Description of the task:
Beneath this instruction is a block of data; output from it exactly the lines that run from the one containing "see the current frame" through the one containing "pub fn manager(&self)", inclusive.

[Supplied information — start]

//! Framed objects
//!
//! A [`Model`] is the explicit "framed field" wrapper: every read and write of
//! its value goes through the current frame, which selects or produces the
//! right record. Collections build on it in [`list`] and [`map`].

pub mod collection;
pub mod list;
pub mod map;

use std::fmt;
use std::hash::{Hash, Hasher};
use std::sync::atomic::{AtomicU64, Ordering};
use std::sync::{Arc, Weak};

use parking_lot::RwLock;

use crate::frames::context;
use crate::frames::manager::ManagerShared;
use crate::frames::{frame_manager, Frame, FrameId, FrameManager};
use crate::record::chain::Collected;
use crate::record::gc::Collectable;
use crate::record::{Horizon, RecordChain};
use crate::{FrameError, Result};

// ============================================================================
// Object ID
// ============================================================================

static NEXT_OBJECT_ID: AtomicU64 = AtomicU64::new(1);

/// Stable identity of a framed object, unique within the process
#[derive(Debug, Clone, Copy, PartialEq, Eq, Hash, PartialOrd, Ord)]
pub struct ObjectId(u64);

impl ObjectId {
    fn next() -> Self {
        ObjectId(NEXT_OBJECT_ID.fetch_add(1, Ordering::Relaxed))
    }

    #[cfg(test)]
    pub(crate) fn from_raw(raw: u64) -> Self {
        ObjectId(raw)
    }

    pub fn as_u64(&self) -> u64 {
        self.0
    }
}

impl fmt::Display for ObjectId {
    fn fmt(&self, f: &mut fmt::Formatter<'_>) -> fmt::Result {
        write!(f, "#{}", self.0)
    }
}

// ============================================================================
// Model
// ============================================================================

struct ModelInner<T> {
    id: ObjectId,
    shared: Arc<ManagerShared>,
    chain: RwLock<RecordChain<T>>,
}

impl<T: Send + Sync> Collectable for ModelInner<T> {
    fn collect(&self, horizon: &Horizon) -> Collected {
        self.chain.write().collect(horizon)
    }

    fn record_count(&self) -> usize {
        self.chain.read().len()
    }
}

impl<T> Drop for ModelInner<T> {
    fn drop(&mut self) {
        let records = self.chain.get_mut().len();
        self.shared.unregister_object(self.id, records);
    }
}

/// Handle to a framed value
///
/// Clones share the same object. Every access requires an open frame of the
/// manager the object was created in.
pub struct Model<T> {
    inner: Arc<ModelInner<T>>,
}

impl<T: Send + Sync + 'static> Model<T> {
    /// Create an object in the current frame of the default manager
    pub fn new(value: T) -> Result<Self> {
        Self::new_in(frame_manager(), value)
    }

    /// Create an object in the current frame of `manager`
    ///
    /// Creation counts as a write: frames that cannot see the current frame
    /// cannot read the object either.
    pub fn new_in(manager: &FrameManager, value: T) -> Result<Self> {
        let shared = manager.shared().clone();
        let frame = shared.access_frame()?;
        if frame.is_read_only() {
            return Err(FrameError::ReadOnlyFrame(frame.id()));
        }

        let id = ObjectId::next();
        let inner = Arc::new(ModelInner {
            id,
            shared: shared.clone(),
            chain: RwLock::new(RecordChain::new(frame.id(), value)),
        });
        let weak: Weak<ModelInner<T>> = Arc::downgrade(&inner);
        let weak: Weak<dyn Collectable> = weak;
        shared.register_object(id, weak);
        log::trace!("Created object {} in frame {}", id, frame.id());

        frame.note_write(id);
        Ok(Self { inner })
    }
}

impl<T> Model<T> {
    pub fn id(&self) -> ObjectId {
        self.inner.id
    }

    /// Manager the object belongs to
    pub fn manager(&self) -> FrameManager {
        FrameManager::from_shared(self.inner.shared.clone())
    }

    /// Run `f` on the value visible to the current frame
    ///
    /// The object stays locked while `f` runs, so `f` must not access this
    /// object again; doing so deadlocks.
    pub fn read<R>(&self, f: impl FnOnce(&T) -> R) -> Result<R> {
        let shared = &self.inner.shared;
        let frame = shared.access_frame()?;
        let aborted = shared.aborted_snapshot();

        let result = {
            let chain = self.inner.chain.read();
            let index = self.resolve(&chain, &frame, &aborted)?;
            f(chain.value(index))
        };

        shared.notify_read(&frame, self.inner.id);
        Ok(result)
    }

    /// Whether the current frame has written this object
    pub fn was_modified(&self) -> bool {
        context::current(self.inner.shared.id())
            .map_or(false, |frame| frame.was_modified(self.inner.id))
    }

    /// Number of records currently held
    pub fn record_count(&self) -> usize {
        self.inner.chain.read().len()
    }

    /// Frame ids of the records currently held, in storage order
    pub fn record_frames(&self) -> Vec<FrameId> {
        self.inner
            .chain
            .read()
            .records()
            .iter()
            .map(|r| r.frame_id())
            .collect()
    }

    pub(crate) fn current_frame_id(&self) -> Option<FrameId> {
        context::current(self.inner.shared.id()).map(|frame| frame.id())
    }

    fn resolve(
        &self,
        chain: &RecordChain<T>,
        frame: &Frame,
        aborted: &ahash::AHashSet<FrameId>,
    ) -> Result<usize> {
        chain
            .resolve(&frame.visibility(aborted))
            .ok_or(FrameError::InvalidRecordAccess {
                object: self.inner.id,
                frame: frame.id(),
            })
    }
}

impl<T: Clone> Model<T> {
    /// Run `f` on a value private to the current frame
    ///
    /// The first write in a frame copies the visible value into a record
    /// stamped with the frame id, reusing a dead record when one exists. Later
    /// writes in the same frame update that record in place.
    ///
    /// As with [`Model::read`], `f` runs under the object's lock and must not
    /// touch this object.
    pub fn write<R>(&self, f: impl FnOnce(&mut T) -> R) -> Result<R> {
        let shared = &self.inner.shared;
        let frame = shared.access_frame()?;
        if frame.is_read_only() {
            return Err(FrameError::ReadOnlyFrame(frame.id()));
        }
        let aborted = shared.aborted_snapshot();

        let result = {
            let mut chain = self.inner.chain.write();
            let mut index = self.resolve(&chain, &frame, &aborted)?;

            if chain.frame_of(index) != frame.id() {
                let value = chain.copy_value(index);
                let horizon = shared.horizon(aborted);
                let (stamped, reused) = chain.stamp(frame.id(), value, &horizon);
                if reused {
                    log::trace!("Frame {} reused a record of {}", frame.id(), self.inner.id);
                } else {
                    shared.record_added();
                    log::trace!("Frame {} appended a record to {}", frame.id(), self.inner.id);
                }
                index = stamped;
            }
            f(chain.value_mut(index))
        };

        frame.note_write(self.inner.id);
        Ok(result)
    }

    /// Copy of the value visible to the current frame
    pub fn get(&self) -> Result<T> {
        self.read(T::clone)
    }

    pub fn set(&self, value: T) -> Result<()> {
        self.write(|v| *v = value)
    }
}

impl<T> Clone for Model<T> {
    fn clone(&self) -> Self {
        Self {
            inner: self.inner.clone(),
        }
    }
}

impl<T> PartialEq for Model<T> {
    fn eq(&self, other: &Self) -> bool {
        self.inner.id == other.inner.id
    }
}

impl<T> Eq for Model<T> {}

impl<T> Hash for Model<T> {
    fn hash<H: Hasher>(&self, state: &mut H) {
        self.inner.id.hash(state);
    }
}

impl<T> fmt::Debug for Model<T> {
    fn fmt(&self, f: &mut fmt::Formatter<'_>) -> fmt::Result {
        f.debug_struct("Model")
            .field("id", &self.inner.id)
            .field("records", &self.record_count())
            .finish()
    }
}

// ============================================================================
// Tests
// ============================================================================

[Supplied information — finish]
[Supplied information — start]

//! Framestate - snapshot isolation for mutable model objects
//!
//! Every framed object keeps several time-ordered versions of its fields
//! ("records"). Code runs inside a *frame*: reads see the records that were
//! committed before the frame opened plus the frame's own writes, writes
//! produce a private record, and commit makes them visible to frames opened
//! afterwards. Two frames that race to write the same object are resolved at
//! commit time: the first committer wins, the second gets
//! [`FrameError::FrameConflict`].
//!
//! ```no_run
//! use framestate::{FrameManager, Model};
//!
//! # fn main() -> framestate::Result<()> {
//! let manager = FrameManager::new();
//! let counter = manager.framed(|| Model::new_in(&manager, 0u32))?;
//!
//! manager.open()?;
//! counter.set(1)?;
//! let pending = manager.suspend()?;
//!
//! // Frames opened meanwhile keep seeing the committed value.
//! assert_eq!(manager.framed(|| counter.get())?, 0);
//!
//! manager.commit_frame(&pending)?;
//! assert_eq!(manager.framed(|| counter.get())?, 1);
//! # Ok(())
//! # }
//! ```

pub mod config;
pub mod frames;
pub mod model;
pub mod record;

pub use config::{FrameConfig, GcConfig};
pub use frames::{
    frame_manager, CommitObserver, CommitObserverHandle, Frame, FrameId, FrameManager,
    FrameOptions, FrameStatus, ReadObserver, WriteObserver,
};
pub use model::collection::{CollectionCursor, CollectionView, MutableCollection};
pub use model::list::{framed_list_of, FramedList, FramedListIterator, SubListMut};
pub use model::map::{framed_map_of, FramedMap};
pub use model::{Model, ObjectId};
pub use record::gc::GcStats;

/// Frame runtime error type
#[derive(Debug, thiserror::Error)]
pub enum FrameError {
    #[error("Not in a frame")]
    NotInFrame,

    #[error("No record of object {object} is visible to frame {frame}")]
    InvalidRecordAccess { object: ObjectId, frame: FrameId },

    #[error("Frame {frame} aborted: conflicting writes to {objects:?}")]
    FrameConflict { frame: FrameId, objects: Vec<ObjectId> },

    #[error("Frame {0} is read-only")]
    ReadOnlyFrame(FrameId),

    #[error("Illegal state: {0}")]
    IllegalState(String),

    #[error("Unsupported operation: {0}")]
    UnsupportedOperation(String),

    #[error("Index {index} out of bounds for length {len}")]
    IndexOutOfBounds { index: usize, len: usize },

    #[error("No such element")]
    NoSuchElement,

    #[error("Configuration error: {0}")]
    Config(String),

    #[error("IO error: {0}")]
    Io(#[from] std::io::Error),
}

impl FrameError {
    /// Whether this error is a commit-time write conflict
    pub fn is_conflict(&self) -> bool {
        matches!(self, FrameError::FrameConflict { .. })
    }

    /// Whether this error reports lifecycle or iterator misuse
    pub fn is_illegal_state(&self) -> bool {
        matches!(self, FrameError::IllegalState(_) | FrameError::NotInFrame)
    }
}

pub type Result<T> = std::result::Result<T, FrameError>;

[Supplied information — finish]
[Supplied information — start]

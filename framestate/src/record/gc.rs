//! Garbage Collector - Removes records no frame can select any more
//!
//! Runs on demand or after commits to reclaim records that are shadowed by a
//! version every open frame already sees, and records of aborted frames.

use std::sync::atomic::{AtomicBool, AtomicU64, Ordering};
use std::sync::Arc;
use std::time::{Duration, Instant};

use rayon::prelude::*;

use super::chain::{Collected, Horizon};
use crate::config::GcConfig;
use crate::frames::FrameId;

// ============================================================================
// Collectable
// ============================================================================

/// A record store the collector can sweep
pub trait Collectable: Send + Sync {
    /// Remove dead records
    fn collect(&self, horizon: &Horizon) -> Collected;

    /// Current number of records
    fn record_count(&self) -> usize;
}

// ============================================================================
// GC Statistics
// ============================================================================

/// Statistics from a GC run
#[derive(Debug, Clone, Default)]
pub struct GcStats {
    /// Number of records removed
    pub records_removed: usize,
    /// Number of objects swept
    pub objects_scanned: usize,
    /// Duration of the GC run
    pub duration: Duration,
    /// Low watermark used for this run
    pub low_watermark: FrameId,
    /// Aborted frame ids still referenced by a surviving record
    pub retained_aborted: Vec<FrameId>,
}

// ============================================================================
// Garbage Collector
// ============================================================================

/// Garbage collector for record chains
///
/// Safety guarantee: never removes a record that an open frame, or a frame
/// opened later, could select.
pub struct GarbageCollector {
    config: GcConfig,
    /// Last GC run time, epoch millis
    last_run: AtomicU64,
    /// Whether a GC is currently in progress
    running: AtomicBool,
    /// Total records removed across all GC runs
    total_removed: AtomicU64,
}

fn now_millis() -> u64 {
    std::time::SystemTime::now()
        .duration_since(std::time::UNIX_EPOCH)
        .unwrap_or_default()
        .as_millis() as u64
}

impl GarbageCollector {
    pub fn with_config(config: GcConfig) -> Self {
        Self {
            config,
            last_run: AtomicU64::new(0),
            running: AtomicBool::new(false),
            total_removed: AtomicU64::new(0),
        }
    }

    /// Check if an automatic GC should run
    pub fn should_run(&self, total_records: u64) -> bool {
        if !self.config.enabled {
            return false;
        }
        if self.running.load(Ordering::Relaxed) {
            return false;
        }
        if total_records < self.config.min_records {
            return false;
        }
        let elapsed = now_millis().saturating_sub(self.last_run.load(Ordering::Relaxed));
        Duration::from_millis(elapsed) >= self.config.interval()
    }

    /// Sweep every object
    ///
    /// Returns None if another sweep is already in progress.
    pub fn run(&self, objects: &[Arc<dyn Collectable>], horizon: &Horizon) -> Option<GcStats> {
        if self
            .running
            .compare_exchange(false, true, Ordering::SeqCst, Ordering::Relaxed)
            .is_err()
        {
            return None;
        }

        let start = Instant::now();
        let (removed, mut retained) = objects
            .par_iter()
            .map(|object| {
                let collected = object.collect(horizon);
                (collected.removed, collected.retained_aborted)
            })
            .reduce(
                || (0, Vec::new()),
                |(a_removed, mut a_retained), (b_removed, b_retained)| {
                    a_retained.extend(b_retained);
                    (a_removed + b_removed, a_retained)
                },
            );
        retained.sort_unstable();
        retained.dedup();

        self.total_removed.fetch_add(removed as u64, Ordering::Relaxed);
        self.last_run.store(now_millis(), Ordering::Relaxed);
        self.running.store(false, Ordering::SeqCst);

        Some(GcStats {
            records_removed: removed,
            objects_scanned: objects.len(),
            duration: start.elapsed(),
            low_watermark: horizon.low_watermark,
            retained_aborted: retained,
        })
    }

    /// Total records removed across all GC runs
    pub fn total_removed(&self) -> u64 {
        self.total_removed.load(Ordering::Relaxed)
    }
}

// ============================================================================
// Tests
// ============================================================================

[Supplied information — finish]

Task answer:
    /// Creation counts as a write: frames that cannot see the current frame
    /// cannot read the object either.
    pub fn new_in(manager: &FrameManager, value: T) -> Result<Self> {
        let shared = manager.shared().clone();
        let frame = shared.access_frame()?;
        if frame.is_read_only() {
            return Err(FrameError::ReadOnlyFrame(frame.id()));
        }

        let id = ObjectId::next();
        let inner = Arc::new(ModelInner {
            id,
            shared: shared.clone(),
            chain: RwLock::new(RecordChain::new(frame.id(), value)),
        });
        let weak: Weak<ModelInner<T>> = Arc::downgrade(&inner);
        let weak: Weak<dyn Collectable> = weak;
        shared.register_object(id, weak);
        log::trace!("Created object {} in frame {}", id, frame.id());

        frame.note_write(id);
        Ok(Self { inner })
    }
}

impl<T> Model<T> {
    pub fn id(&self) -> ObjectId {
        self.inner.id
    }

    /// Manager the object belongs to
    pub fn manager(&self) -> FrameManager {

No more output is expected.